## Exercise description
Copy the result of filtering the entries below for lines that include the string "output".
*** Data to use Section Begins ***
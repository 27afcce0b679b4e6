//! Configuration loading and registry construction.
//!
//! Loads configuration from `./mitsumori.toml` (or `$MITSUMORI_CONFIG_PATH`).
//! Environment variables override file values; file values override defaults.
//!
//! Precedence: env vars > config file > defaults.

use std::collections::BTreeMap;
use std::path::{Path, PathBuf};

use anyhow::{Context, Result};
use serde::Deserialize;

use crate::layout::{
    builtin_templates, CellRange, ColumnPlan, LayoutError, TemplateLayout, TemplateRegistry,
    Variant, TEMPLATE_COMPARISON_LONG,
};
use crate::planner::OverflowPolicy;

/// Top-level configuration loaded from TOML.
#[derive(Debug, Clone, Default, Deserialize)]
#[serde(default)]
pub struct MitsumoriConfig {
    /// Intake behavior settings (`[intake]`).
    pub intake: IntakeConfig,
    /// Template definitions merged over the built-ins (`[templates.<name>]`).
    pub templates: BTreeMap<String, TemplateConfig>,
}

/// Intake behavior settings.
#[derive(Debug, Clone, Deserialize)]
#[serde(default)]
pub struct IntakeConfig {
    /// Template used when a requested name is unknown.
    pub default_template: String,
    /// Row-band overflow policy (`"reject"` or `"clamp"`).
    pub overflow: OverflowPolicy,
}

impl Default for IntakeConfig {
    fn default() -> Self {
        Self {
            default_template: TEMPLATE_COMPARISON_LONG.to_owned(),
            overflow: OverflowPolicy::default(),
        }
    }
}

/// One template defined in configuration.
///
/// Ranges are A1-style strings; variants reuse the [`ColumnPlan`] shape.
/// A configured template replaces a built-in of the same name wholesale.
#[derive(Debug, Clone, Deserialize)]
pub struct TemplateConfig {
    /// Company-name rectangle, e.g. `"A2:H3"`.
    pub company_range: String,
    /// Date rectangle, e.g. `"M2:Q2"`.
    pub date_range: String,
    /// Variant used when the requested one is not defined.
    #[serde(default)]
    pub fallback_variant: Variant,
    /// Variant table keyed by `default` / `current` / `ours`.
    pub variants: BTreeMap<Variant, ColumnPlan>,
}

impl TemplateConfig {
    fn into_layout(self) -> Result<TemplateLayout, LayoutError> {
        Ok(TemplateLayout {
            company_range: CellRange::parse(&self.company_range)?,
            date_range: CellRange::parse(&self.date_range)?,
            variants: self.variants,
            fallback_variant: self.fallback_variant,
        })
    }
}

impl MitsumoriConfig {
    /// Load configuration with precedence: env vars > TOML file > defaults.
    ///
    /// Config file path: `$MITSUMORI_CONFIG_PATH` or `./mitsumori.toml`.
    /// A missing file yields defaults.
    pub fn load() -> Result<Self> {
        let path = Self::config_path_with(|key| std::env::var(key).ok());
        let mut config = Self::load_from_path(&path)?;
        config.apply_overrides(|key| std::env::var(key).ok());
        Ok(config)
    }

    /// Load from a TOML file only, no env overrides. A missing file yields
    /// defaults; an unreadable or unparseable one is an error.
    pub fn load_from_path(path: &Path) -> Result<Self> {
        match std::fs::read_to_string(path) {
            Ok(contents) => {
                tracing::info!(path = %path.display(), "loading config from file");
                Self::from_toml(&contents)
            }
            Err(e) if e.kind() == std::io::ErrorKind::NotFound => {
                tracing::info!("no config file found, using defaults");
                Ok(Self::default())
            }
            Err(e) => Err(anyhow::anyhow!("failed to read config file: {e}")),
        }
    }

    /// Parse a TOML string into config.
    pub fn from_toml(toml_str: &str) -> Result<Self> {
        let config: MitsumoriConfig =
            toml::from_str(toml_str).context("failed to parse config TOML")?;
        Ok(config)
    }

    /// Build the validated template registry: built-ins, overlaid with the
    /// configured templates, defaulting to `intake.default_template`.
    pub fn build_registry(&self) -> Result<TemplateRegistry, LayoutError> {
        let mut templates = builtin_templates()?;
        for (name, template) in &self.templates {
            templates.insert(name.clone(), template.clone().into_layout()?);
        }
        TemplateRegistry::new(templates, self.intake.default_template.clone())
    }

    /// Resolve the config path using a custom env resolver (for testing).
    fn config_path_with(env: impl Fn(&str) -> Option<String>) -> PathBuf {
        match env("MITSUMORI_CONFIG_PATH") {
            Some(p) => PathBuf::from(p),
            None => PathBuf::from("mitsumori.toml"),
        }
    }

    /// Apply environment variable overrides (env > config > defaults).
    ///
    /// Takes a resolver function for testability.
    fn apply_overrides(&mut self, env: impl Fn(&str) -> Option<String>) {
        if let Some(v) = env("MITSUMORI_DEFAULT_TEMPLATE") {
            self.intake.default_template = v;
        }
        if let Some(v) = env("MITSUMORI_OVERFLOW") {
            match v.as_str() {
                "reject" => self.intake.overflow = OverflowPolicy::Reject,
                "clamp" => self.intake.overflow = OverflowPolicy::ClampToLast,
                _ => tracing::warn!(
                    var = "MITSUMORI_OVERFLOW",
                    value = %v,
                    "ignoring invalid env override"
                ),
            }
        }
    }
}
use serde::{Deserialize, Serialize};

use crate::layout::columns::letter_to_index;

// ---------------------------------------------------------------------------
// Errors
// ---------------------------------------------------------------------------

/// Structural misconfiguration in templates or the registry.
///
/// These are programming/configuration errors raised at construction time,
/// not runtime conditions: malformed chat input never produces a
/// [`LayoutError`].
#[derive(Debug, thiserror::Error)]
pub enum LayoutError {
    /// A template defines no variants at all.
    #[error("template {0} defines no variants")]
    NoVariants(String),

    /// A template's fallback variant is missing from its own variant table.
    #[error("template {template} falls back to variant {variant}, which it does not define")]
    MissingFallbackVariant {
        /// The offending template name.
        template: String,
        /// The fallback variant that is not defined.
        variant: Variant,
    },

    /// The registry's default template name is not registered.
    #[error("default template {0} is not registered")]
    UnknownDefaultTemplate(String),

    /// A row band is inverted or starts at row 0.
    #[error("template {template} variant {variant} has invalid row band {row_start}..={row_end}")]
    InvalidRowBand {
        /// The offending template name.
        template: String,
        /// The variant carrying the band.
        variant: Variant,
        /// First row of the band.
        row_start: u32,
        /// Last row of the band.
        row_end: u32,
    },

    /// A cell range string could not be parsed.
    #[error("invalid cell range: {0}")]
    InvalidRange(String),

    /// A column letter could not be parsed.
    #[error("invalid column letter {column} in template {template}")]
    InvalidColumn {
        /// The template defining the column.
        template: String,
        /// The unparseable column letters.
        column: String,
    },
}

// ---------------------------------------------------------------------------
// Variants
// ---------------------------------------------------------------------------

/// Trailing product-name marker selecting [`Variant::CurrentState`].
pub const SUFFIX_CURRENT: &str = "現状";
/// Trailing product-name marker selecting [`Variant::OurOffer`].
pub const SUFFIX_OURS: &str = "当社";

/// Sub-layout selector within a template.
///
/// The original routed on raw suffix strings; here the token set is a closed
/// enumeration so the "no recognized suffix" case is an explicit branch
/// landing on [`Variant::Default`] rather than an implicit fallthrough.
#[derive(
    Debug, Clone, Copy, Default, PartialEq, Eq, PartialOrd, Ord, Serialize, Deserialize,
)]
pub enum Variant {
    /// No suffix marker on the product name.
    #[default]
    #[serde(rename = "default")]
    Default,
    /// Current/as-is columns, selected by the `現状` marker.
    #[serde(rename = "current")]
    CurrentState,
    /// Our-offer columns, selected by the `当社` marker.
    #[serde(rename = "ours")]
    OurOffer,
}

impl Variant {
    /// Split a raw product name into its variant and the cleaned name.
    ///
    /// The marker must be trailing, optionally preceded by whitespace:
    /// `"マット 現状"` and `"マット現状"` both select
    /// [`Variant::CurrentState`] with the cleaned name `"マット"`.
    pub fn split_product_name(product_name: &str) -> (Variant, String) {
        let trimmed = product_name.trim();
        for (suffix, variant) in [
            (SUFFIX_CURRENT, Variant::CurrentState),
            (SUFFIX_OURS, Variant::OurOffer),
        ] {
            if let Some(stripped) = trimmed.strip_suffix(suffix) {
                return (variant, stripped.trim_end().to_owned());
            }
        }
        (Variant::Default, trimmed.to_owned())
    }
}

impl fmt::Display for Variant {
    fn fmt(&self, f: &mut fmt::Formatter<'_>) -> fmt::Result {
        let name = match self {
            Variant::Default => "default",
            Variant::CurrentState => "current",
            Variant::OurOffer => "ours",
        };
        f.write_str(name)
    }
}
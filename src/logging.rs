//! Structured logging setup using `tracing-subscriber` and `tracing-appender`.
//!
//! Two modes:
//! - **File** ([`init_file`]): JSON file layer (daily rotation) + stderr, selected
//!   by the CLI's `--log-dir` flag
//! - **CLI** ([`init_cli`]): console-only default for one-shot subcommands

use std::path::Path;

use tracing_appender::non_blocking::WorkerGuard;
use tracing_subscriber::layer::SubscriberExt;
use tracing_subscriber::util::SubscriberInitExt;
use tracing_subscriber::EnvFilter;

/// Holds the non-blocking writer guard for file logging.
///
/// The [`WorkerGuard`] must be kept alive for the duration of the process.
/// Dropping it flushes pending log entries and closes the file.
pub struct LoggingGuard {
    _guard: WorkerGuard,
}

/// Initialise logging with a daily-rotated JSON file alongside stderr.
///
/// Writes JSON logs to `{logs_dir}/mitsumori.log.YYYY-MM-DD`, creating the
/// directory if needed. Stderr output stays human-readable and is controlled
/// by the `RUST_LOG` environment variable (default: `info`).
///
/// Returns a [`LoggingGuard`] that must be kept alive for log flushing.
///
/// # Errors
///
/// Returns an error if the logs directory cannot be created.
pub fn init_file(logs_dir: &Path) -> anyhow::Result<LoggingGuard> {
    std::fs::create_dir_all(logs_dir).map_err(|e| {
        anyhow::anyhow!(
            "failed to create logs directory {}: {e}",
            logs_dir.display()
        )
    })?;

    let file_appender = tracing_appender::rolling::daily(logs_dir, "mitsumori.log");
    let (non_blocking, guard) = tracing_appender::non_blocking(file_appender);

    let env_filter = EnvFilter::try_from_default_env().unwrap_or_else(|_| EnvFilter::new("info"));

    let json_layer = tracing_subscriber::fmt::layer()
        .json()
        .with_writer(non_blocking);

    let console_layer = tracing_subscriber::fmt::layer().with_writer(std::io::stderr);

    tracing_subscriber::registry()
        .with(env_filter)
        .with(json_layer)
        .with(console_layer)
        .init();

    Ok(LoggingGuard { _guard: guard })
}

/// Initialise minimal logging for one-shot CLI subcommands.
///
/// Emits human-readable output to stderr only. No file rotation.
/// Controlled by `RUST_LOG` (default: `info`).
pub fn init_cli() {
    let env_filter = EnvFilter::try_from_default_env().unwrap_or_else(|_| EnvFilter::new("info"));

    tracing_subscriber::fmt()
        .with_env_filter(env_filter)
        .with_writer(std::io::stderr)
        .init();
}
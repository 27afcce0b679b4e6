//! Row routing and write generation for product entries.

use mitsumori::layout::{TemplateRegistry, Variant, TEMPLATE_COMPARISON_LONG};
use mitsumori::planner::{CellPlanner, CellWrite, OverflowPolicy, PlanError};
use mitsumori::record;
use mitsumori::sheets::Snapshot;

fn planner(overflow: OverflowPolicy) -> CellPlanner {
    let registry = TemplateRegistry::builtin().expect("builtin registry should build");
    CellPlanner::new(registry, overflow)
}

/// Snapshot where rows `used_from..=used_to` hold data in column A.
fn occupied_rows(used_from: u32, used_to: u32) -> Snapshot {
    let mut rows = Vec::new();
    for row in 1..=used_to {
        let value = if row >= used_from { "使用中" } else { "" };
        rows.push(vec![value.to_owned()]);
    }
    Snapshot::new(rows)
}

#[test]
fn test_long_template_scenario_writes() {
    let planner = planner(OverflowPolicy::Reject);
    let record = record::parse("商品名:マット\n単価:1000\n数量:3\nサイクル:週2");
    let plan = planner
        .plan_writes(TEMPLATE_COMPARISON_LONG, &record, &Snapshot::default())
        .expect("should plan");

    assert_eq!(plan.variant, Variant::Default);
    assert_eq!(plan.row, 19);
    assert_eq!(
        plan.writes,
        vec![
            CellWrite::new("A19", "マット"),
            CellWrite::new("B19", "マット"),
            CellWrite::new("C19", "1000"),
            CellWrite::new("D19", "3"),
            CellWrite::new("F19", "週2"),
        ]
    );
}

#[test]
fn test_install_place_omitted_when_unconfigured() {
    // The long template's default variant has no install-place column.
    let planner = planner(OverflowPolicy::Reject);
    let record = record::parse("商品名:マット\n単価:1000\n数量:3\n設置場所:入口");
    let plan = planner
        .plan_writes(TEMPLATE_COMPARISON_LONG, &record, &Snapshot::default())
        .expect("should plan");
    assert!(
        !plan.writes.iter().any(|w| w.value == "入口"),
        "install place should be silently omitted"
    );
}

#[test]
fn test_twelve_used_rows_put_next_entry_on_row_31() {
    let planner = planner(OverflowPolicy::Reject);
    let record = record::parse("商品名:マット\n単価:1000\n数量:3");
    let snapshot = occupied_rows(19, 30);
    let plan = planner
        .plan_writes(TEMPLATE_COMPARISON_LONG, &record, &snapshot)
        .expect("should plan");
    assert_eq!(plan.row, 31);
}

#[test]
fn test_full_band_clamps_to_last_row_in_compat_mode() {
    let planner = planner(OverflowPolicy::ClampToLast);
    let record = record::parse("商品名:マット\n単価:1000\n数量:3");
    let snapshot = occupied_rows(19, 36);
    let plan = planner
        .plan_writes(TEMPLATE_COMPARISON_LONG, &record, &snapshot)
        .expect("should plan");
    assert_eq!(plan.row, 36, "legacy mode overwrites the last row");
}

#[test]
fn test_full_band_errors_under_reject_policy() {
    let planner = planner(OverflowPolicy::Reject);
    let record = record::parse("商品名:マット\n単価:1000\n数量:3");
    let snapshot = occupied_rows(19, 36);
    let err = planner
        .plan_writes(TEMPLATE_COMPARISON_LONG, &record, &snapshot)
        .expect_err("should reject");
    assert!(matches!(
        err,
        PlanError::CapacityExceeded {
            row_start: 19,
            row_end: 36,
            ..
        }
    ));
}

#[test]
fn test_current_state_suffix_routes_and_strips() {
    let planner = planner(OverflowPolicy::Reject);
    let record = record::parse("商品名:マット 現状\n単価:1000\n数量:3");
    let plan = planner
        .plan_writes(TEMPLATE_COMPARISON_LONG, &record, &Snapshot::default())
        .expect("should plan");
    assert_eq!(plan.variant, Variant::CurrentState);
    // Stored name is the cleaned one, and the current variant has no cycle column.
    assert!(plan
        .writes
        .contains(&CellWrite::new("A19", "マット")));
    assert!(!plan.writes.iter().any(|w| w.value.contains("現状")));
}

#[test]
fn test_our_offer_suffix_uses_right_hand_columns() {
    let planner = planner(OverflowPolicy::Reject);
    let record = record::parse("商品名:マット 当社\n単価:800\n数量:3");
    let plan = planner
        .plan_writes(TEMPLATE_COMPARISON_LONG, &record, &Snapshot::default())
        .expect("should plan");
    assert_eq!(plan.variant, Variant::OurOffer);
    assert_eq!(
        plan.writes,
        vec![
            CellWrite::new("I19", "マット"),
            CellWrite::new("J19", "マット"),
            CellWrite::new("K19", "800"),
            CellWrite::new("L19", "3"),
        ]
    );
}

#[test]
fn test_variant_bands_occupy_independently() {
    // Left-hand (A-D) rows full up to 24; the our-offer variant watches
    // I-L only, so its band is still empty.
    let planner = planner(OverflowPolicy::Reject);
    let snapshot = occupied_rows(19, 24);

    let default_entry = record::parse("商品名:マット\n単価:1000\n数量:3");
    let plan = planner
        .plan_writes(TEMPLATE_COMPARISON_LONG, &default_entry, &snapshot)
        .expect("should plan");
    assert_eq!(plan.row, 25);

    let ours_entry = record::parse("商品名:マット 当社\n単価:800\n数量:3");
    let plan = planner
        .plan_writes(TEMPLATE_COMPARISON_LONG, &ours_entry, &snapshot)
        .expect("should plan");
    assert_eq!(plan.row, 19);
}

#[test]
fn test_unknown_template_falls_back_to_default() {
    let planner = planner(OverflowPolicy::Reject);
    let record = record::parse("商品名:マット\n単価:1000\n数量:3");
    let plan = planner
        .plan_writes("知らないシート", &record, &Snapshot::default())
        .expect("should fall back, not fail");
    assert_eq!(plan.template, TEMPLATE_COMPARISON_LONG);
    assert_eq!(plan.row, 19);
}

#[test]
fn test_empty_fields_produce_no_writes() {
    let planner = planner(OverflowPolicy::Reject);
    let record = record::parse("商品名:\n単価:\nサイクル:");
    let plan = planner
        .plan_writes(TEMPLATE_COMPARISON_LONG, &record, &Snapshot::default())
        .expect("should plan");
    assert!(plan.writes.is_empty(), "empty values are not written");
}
*** Data to use Section Ends ***
## Answer section
/// directory if needed. Stderr output stays human-readable and is controlled
/// Emits human-readable output to stderr only. No file rotation.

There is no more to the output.